I did but see her passing by

Yet I will love her ’til I die.

Even the elderly Prime Minister fell in love with the young Queen. “ ‘Gracious’ and ‘noble’ are words familiar to us all in courtly phrasing,” said Churchill on the eve of the coronation, “but tonight they have a new ring in them because we know they are true about the gleaming figure which Providence has brought to us in a time when the present is hard and the future veiled.” He was so enraptured with the photograph of the Queen smiling from her carriage window with her left arm raised in a wave that he ordered a large print, which he had framed. He hung the picture over his bed at his country estate, Chartwell.

The Archbishop of Canterbury also succumbed to the monarch’s considerable charm. “On Coronation Day,” he recalled, “this country and the Commonwealth were not far from the Kingdom of Heaven.”

The London Times wrote: “The Queen represents the life of her people… as men and women, and not in their limited capacity as Lords and Commons and electors.”

To her subjects, the Queen was an exemplar of respectability and the epitome of rectitude. She and her handsome husband and their two young children personified the ideal English family with simple values and ordinary virtues. In 1953 Britons revered their sovereign as someone ordained by God. Someone entitled to devotion. Someone they would lay down their lives for without hesitation. Allegiance to the monarchy filled a basic human need to believe in a cause beyond self-interest—something grand and momentous that excited the fervor of religion and patriotism. During the darkest days of the war, the royal family had made people feel good about themselves and the sacrifices they were making. When the King and Queen drove from Windsor to London every day during the Blitz to share with their subjects the risk of being bombed, they inspired fortitude. They fulfilled the fantasy of royalty, which was to always behave splendidly. To be above mere mortals. To be as noble as the legend of King Arthur and his Knights of the Round Table. By meeting these grandiose expectations, the King and Queen brought reverence and respect to the House of Windsor and bestowed a magic on the monarchy that made it unassailable.
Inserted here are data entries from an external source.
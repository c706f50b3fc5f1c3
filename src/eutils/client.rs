//! HTTP transport shared by all E-utility requests

use std::fmt;

use reqwest::header::CONTENT_TYPE;
use reqwest::{Client, Response};
use tracing::{debug, instrument, warn};

use super::request::QueryParams;
use crate::config::ClientConfig;
use crate::error::{EutilsError, Result};
use crate::rate_limit::RateLimiter;

/// Fixed E-utilities endpoints
#[derive(Debug, Clone, Copy, PartialEq, Eq, Hash)]
pub enum Endpoint {
    ESearch,
    ELink,
    EFetch,
    EPost,
    ESummary,
    EInfo,
    ESpell,
    EGQuery,
    ECitMatch,
}

impl Endpoint {
    /// Path of the endpoint below the base URL
    pub fn path(&self) -> &'static str {
        match self {
            Endpoint::ESearch => "esearch.fcgi",
            Endpoint::ELink => "elink.fcgi",
            Endpoint::EFetch => "efetch.fcgi",
            Endpoint::EPost => "epost.fcgi",
            Endpoint::ESummary => "esummary.fcgi",
            Endpoint::EInfo => "einfo.fcgi",
            Endpoint::ESpell => "espell.fcgi",
            Endpoint::EGQuery => "egquery.fcgi",
            Endpoint::ECitMatch => "ecitmatch.cgi",
        }
    }
}

impl fmt::Display for Endpoint {
    fn fmt(&self, f: &mut fmt::Formatter<'_>) -> fmt::Result {
        f.write_str(self.path())
    }
}

#[derive(Debug, Clone, Copy, PartialEq, Eq)]
pub enum HttpMethod {
    Get,
    Post,
}

/// Client for the NCBI E-utilities
///
/// Cheap to clone; clones share the HTTP connection pool and the rate limiter.
///
/// # Example
///
/// ```no_run
/// use entrez_client_rs::{ESearch, ESearchParams, Eutility, EutilsClient};
///
/// #[tokio::main]
/// async fn main() -> Result<(), Box<dyn std::error::Error>> {
///     let client = EutilsClient::new();
///     let mut search = ESearch::new(&client, ESearchParams::new("asthma[mesh]"))?;
///     println!("{}", search.results().await);
///     Ok(())
/// }
/// ```
#[derive(Clone)]
pub struct EutilsClient {
    client: Client,
    base_url: String,
    rate_limiter: RateLimiter,
    config: ClientConfig,
}

impl EutilsClient {
    /// Create a client with default configuration
    ///
    /// Uses default NCBI rate limiting (3 requests/second) and no API key.
    pub fn new() -> Self {
        Self::with_config(ClientConfig::new())
    }

    /// Create a client with custom configuration
    ///
    /// # Example
    ///
    /// ```
    /// use entrez_client_rs::{ClientConfig, EutilsClient};
    ///
    /// let config = ClientConfig::new()
    ///     .with_api_key("your_api_key_here")
    ///     .with_email("researcher@university.edu");
    ///
    /// let client = EutilsClient::with_config(config);
    /// ```
    pub fn with_config(config: ClientConfig) -> Self {
        let client = Client::builder()
            .user_agent(config.effective_user_agent())
            .timeout(config.timeout)
            .build()
            .unwrap_or_else(|err| {
                warn!("Falling back to default HTTP client: {}", err);
                Client::new()
            });

        Self::with_client_and_config(client, config)
    }

    /// Create a client around an existing reqwest client
    pub fn with_client(client: Client) -> Self {
        Self::with_client_and_config(client, ClientConfig::new())
    }

    fn with_client_and_config(client: Client, config: ClientConfig) -> Self {
        Self {
            client,
            base_url: config.effective_base_url().to_string(),
            rate_limiter: config.create_rate_limiter(),
            config,
        }
    }

    pub fn config(&self) -> &ClientConfig {
        &self.config
    }

    pub fn rate_limiter(&self) -> &RateLimiter {
        &self.rate_limiter
    }

    pub fn base_url(&self) -> &str {
        &self.base_url
    }

    pub fn endpoint_url(&self, endpoint: Endpoint) -> String {
        format!("{}/{}", self.base_url, endpoint.path())
    }

    /// Issue one request and return the response body
    ///
    /// Identification parameters (api_key, email, tool) are appended to the
    /// payload. Any non-success status is reported as [`EutilsError::ApiError`].
    #[instrument(skip(self, params), fields(endpoint = %endpoint, method = ?method))]
    pub(crate) async fn execute(
        &self,
        endpoint: Endpoint,
        params: &QueryParams,
        method: HttpMethod,
    ) -> Result<String> {
        let mut payload = params.clone();
        payload.extend(self.config.build_api_params());
        let query = payload.to_query_string();
        let url = self.endpoint_url(endpoint);

        self.rate_limiter.acquire().await;

        let response = match method {
            HttpMethod::Get => {
                debug!("Making API request to: {}?{}", url, query);
                self.client.get(format!("{}?{}", url, query)).send().await?
            }
            HttpMethod::Post => {
                debug!(payload_len = query.len(), "Making POST request to: {}", url);
                self.client
                    .post(&url)
                    .header(CONTENT_TYPE, "application/x-www-form-urlencoded")
                    .body(query)
                    .send()
                    .await?
            }
        };

        Self::read_body(response).await
    }

    async fn read_body(response: Response) -> Result<String> {
        let status = response.status();

        if !status.is_success() {
            let reason = status.canonical_reason().unwrap_or("Unknown error");
            // NCBI usually explains the failure in the body
            let detail = response.text().await.unwrap_or_default();
            let detail = detail.replace('\n', " ");
            warn!(status = status.as_u16(), "API request failed: {}", detail.trim());
            return Err(EutilsError::ApiError {
                status: status.as_u16(),
                message: if detail.trim().is_empty() {
                    reason.to_string()
                } else {
                    format!("{}: {}", reason, detail.trim())
                },
            });
        }

        Ok(response.text().await?)
    }
}

impl Default for EutilsClient {
    fn default() -> Self {
        Self::new()
    }
}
The magic of the throne, heightened by the glamour of palaces and heart-stopping pageants, was so enchanting in 1953 that hordes of foreigners swarmed into London for the coronation, hoping for a glimpse of history. Americans, especially, were drawn by the allure of shining armor, prancing horses, and gilded coaches. They flocked to London in droves, captivated by the prospect of dancing at Hampton Court or attending a tea party at Buckingham Palace. The young Queen was so well liked in America that in a U.S. popularity poll she topped President Dwight D. Eisenhower, the most revered man in the country. In 1952 Time magazine named her “Woman of the Year,” an honor previously bestowed on only one other woman—Wallis Warfield Simpson in 1936.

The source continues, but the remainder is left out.